Metacognitive strategy training. The main purpose of strategy training research is to explore: (a) how specific sets of metacognitive strategies help people monitor conflicting thoughts and build a coherent understanding of a subject domain; (b) how specific metacognitive strategies will help people develop deep principles about the concepts learned; and (c) how different types of instructional supports for metacognitive strategies influence students’ engagement in metacognitive activities. Metacognitive strategy training is usually used during the acquisition of either domain-specific or self-as-learner knowledge. Students usually stop at fixed intervals while learning specific subject domains to reflect on and revise their work. The interventions usually do not involve changing the existing school curriculum and classroom culture. The most effective approach to strategy training seems to be prompting students to self-explain or self-question as a way to engage in metacognitive thinking and modeling through social interactions.

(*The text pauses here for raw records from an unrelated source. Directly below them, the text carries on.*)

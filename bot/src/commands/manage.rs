//! The `/bot` management group: status, reload, info.

use std::{
    sync::{Arc, atomic::Ordering},
    time::Duration
};

use tracing::info;
use twilight_interactions::command::{CommandModel, CreateCommand};
use twilight_model::application::interaction::{
    Interaction,
    application_command::CommandData
};
use twilight_util::builder::embed::{EmbedBuilder, EmbedFieldBuilder};
use warden_core::db::ActorPermissions;

use super::{
    actor_permissions,
    embed_response,
    ephemeral_text,
    respond,
    text_response
};
use crate::{
    context::Ctx,
    embeds,
    registry::{self, CommandEntry, CommandFuture, CommandRegistry}
};

#[derive(CommandModel, CreateCommand)]
#[command(
    name = "bot",
    desc = "Bot management commands",
    dm_permission = false
)]
pub enum BotCommand {
    #[command(name = "status")]
    Status(StatusCommand),
    #[command(name = "reload")]
    Reload(ReloadCommand),
    #[command(name = "info")]
    Info(InfoCommand)
}

#[derive(CommandModel, CreateCommand)]
#[command(name = "status", desc = "Show bot status and statistics")]
pub struct StatusCommand;

#[derive(CommandModel, CreateCommand)]
#[command(name = "reload", desc = "Reload and re-register bot commands")]
pub struct ReloadCommand;

#[derive(CommandModel, CreateCommand)]
#[command(name = "info", desc = "Show bot information")]
pub struct InfoCommand;

pub fn entry() -> CommandEntry {
    CommandEntry {
        name: "bot",
        definition: || BotCommand::create_command().into(),
        run
    }
}

fn format_uptime(elapsed: Duration) -> String {
    let secs = elapsed.as_secs();

    format!("{}:{:02}:{:02}", secs / 3600, (secs % 3600) / 60, secs % 60)
}

fn run(
    ctx: Arc<Ctx>,
    interaction: Interaction,
    data: CommandData
) -> CommandFuture {
    Box::pin(async move {
        let options = BotCommand::from_interaction(data.into())?;

        match options {
            BotCommand::Status(_) => {
                let statistics = format!(
                    "**Servers:** {}\n**Commands:** {}\n**Events:** {}",
                    ctx.guilds.load(Ordering::Relaxed),
                    ctx.commands().len(),
                    ctx.events.len()
                );
                let performance = format!(
                    "**Latency:** {}ms\n**Uptime:** {}",
                    ctx.latency_ms.load(Ordering::Relaxed),
                    format_uptime(ctx.started.elapsed())
                );

                let embed = EmbedBuilder::new()
                    .title("Bot Status")
                    .color(embeds::GREEN)
                    .field(
                        EmbedFieldBuilder::new("Statistics", statistics)
                            .inline()
                    )
                    .field(
                        EmbedFieldBuilder::new("Performance", performance)
                            .inline()
                    )
                    .build();

                respond(&ctx, &interaction, embed_response(embed)).await?;
            }
            BotCommand::Reload(_) => {
                let perms = actor_permissions(&interaction);

                if !perms.contains(ActorPermissions::ADMINISTRATOR) {
                    respond(
                        &ctx,
                        &interaction,
                        ephemeral_text(
                            "You need Administrator permissions to use this \
                             command."
                        )
                    )
                    .await?;

                    return Ok(());
                }

                let fresh = Arc::new(CommandRegistry::new());

                match registry::sync(&ctx, &fresh).await {
                    Ok(count) => {
                        ctx.swap_commands(fresh);
                        info!(commands = count, "command registry reloaded");

                        respond(
                            &ctx,
                            &interaction,
                            text_response(format!(
                                "Reloaded {count} commands."
                            ))
                        )
                        .await?;
                    }
                    Err(err) => {
                        respond(
                            &ctx,
                            &interaction,
                            ephemeral_text(format!("Reload failed: {err}"))
                        )
                        .await?;
                    }
                }
            }
            BotCommand::Info(_) => {
                let embed = EmbedBuilder::new()
                    .title("Bot Information")
                    .description(
                        "Guild moderation with a persistent audit log: \
                         warnings, kicks and bans are recorded and can be \
                         mirrored to a log channel."
                    )
                    .color(embeds::BLURPLE)
                    .build();

                respond(&ctx, &interaction, embed_response(embed)).await?;
            }
        }

        Ok(())
    })
}
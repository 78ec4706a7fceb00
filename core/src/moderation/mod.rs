pub mod error;
pub mod executor;
pub mod guard;
pub mod notifier;
pub mod platform;
pub mod rapsheet;
pub mod store;

pub use error::{ExecutionError, PlatformError, StoreError};
pub use guard::{Capability, authorize, require};
pub use platform::Platform;
pub use rapsheet::RapSheet;
pub use store::{AuditStore, MongoAuditStore};
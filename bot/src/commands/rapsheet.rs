use std::sync::Arc;

use twilight_interactions::command::{
    CommandModel,
    CreateCommand,
    ResolvedUser
};
use twilight_model::{
    application::interaction::{
        Interaction,
        application_command::CommandData
    },
    guild::Permissions
};
use twilight_util::builder::embed::{
    EmbedBuilder,
    EmbedFieldBuilder,
    EmbedFooterBuilder
};
use warden_core::moderation::{Capability, rapsheet, require};

use super::{actor_permissions, ephemeral_embed, guild_id, respond};
use crate::{
    context::Ctx,
    embeds,
    registry::{CommandEntry, CommandFuture}
};

// embeds carry at most 25 fields; older entries beyond that are summarized
// in the footer
const MAX_ENTRIES: usize = 25;

#[derive(CommandModel, CreateCommand)]
#[command(
    name = "rapsheet",
    desc = "Show all moderation actions (warnings, kicks, bans) for a user",
    dm_permission = false,
    default_permissions = "Self::default_permissions"
)]
pub struct RapsheetCommand {
    #[command(desc = "User to look up")]
    pub user: ResolvedUser
}

impl RapsheetCommand {
    const fn default_permissions() -> Permissions {
        Permissions::KICK_MEMBERS
    }
}

pub fn entry() -> CommandEntry {
    CommandEntry {
        name: "rapsheet",
        definition: || RapsheetCommand::create_command().into(),
        run
    }
}

fn run(
    ctx: Arc<Ctx>,
    interaction: Interaction,
    data: CommandData
) -> CommandFuture {
    Box::pin(async move {
        let options = RapsheetCommand::from_interaction(data.into())?;
        let guild = guild_id(&interaction)?;

        if let Err(err) =
            require(actor_permissions(&interaction), Capability::CanKick)
        {
            let embed = embeds::execution_error(&err);
            respond(&ctx, &interaction, ephemeral_embed(embed)).await?;

            return Ok(());
        }

        let target = &options.user.resolved;
        let title = format!("Rap Sheet for {}", target.name);

        let sheet =
            match rapsheet::fetch(ctx.store.as_ref(), guild, target.id.get())
                .await
            {
                Ok(sheet) => sheet,
                Err(err) => {
                    let embed = embeds::error_embed(
                        "Error",
                        &format!("An error occurred: {err}")
                    );
                    respond(&ctx, &interaction, ephemeral_embed(embed))
                        .await?;

                    return Ok(());
                }
            };

        if sheet.is_empty() {
            let embed = EmbedBuilder::new()
                .title(title)
                .description("No moderation actions found.")
                .color(embeds::GREEN)
                .build();
            respond(&ctx, &interaction, ephemeral_embed(embed)).await?;

            return Ok(());
        }

        let mut builder =
            EmbedBuilder::new().title(title).color(embeds::ORANGE);

        if let Some(ts) = embeds::now() {
            builder = builder.timestamp(ts);
        }

        let total = sheet.len();

        for (index, entry) in
            sheet.entries().iter().take(MAX_ENTRIES).enumerate()
        {
            let moderator = entry
                .moderator_id
                .map(embeds::mention)
                .unwrap_or_else(|| "Unknown".to_string());

            let at = entry
                .timestamp
                .map(|ts| {
                    ts.to_chrono().format("%Y-%m-%d %H:%M UTC").to_string()
                })
                .unwrap_or_else(|| "unknown".to_string());

            builder = builder.field(EmbedFieldBuilder::new(
                format!("{}. {}", index + 1, entry.action.label()),
                format!(
                    "By: {moderator}\nReason: {}\nAt: {at}",
                    embeds::reason_text(&entry.reason)
                )
            ));
        }

        if total > MAX_ENTRIES {
            builder = builder.footer(EmbedFooterBuilder::new(format!(
                "Showing {MAX_ENTRIES} of {total} actions"
            )));
        }

        respond(&ctx, &interaction, ephemeral_embed(builder.build())).await?;

        Ok(())
    })
}
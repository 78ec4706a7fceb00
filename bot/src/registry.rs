use std::{future::Future, pin::Pin, sync::Arc};

use twilight_model::{
    application::{
        command::Command,
        interaction::{Interaction, application_command::CommandData}
    },
    id::Id
};
use warden_core::env;

use crate::{
    commands::{self, HandlerError},
    context::Ctx
};

pub type CommandFuture =
    Pin<Box<dyn Future<Output = Result<(), HandlerError>> + Send>>;

pub struct CommandEntry {
    pub name: &'static str,
    pub definition: fn() -> Command,
    pub run: fn(Arc<Ctx>, Interaction, CommandData) -> CommandFuture
}

/// Every chat command the bot serves, listed explicitly. Built once at
/// startup and read-only afterwards; `/bot reload` builds a fresh registry
/// and swaps it in as a whole.
pub struct CommandRegistry {
    entries: Vec<CommandEntry>
}

impl CommandRegistry {
    pub fn new() -> Self {
        Self {
            entries: vec![
                commands::ping::entry(),
                commands::echo::entry(),
                commands::kickban::kick_entry(),
                commands::kickban::ban_entry(),
                commands::warn::entry(),
                commands::rapsheet::entry(),
                commands::settings::entry(),
                commands::manage::entry(),
            ]
        }
    }

    pub fn get(&self, name: &str) -> Option<&CommandEntry> {
        self.entries.iter().find(|entry| entry.name == name)
    }

    pub fn definitions(&self) -> Vec<Command> {
        self.entries.iter().map(|entry| (entry.definition)()).collect()
    }

    pub fn len(&self) -> usize {
        self.entries.len()
    }

    pub fn is_empty(&self) -> bool {
        self.entries.is_empty()
    }
}

impl Default for CommandRegistry {
    fn default() -> Self {
        Self::new()
    }
}

/// Declares the registry's commands with the platform: to the dev guild
/// when one is configured (instant availability), globally otherwise.
pub async fn sync(
    ctx: &Ctx,
    registry: &CommandRegistry
) -> Result<usize, twilight_http::Error> {
    let definitions = registry.definitions();
    let client = ctx.http.interaction(ctx.application_id);

    match env().dev_guild {
        Some(guild_id) => {
            client
                .set_guild_commands(Id::new(guild_id), &definitions)
                .await?;
        }
        None => {
            client.set_global_commands(&definitions).await?;
        }
    }

    Ok(definitions.len())
}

The act of explanation helps students become aware of the strategies they are using and the content they are learning. For instance, Siegler and Jenkins' (1989) found children who were aware of using a new strategy subsequently generalized it more to other problems. However, research also indicates that students often fail to check and monitor whether or not they understand the content knowledge they are learning if they are not explicitly trained to do so (Brown et al., 1983). Chi et al., (1994) found that prompting self-monitoring in students leads to such awareness and stronger learning outcomes. Moreover, the prompted students who generated a large number of self-explanations (the high explainers) learned with greater understanding than the low explainers. Chi et al., (1994) reported that such monitoring through self-explanation helped students recognize principles underlying the content and procedures learned, not just the procedures. This provides an important basis for the development of adaptive expertise (Hatano & Inagaki, 1986).

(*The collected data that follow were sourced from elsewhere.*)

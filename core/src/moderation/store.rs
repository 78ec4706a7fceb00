use async_trait::async_trait;
use bson::Document;
use futures::TryStreamExt;

use super::error::StoreError;
use crate::db::{GuildFlag, GuildSettings, ModLog, doc};

/// The two record collections behind the moderation pipeline. Writes are
/// atomic per single document; there are no cross-record transactions.
#[async_trait]
pub trait AuditStore: Send + Sync {
    async fn insert(&self, record: &ModLog) -> Result<(), StoreError>;

    async fn history(
        &self,
        guild_id: u64,
        user_id: u64
    ) -> Result<Vec<ModLog>, StoreError>;

    /// Returns defaults, never a not-found error, when the guild has no
    /// settings document yet.
    async fn settings(&self, guild_id: u64)
    -> Result<GuildSettings, StoreError>;

    /// Upsert. The channel is not validated here; the notifier checks it
    /// lazily at use time.
    async fn set_log_channel(
        &self,
        guild_id: u64,
        channel_id: u64
    ) -> Result<(), StoreError>;

    async fn set_flag(
        &self,
        guild_id: u64,
        flag: GuildFlag,
        value: bool
    ) -> Result<(), StoreError>;
}

/// Production store over the `mod_logs` and `guild_settings` collections.
pub struct MongoAuditStore;

#[async_trait]
impl AuditStore for MongoAuditStore {
    async fn insert(&self, record: &ModLog) -> Result<(), StoreError> {
        record.insert_one().await?;

        Ok(())
    }

    async fn history(
        &self,
        guild_id: u64,
        user_id: u64
    ) -> Result<Vec<ModLog>, StoreError> {
        let cursor = ModLog::find(doc! {
            "guild_id": guild_id as i64,
            "user_id": user_id as i64
        })
        .await?;

        Ok(cursor.try_collect().await?)
    }

    async fn settings(
        &self,
        guild_id: u64
    ) -> Result<GuildSettings, StoreError> {
        let found =
            GuildSettings::find_one(doc! {"_id": guild_id as i64}).await?;

        if let Some(settings) = found {
            return Ok(settings);
        }

        // created lazily on first read
        let settings = GuildSettings::defaults(guild_id);
        settings.insert_one().await?;

        Ok(settings)
    }

    async fn set_log_channel(
        &self,
        guild_id: u64,
        channel_id: u64
    ) -> Result<(), StoreError> {
        GuildSettings::update_one(
            doc! {"_id": guild_id as i64},
            doc! {"$set": {"log_channel_id": channel_id as i64}}
        )
        .await?;

        Ok(())
    }

    async fn set_flag(
        &self,
        guild_id: u64,
        flag: GuildFlag,
        value: bool
    ) -> Result<(), StoreError> {
        let mut fields = Document::new();
        fields.insert(flag.key(), value);

        GuildSettings::update_one(
            doc! {"_id": guild_id as i64},
            doc! {"$set": fields}
        )
        .await?;

        Ok(())
    }
}
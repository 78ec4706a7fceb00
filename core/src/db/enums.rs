use std::fmt;

use bitflags::bitflags;
use serde::{Deserialize, Serialize};

bitflags! {
    /// Privilege flags of the acting member, as resolved by the platform.
    #[derive(Debug, Clone, Copy, PartialEq, Eq)]
    pub struct ActorPermissions: u32 {
        const KICK_MEMBERS  = 1 << 0;
        const BAN_MEMBERS   = 1 << 1;
        const ADMINISTRATOR = 1 << 2;
    }
}

#[derive(Clone, Copy, Debug, PartialEq, Eq, Serialize, Deserialize)]
#[serde(rename_all = "lowercase")]
pub enum ModAction {
    Kick,
    Ban,
    Warn
}

impl ModAction {
    pub fn label(self) -> &'static str {
        match self {
            ModAction::Kick => "Kick",
            ModAction::Ban => "Ban",
            ModAction::Warn => "Warn"
        }
    }

    pub fn headline(self) -> &'static str {
        match self {
            ModAction::Kick => "User Kicked",
            ModAction::Ban => "User Banned",
            ModAction::Warn => "User Warned"
        }
    }
}

impl fmt::Display for ModAction {
    fn fmt(&self, f: &mut fmt::Formatter<'_>) -> fmt::Result {
        f.write_str(match self {
            ModAction::Kick => "kick",
            ModAction::Ban => "ban",
            ModAction::Warn => "warn"
        })
    }
}

/// Toggleable per-guild settings, addressed by their document key.
#[derive(Clone, Copy, Debug, PartialEq, Eq)]
pub enum GuildFlag {
    Fun,
    Modlog
}

impl GuildFlag {
    pub fn key(self) -> &'static str {
        match self {
            GuildFlag::Fun => "fun_enabled",
            GuildFlag::Modlog => "modlog_enabled"
        }
    }
}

Researchers have also used video technologies to model effective strategy applications. For instance, Bielaczyc and her colleagues used video to model effective learning strategies employed by good problem solvers in the domain of LISP programming (Bielaczyc, Pirolli & Brown, 1995). Students were exposed to specific metacognitive strategies and received explicit training in their use. They found that mere exposure to good learning models was not sufficient. The key to the success in their design was to have students experience these strategies in their own learning, explicitly compare their own performance with that of the model, and take actions to revise ineffective learning approaches.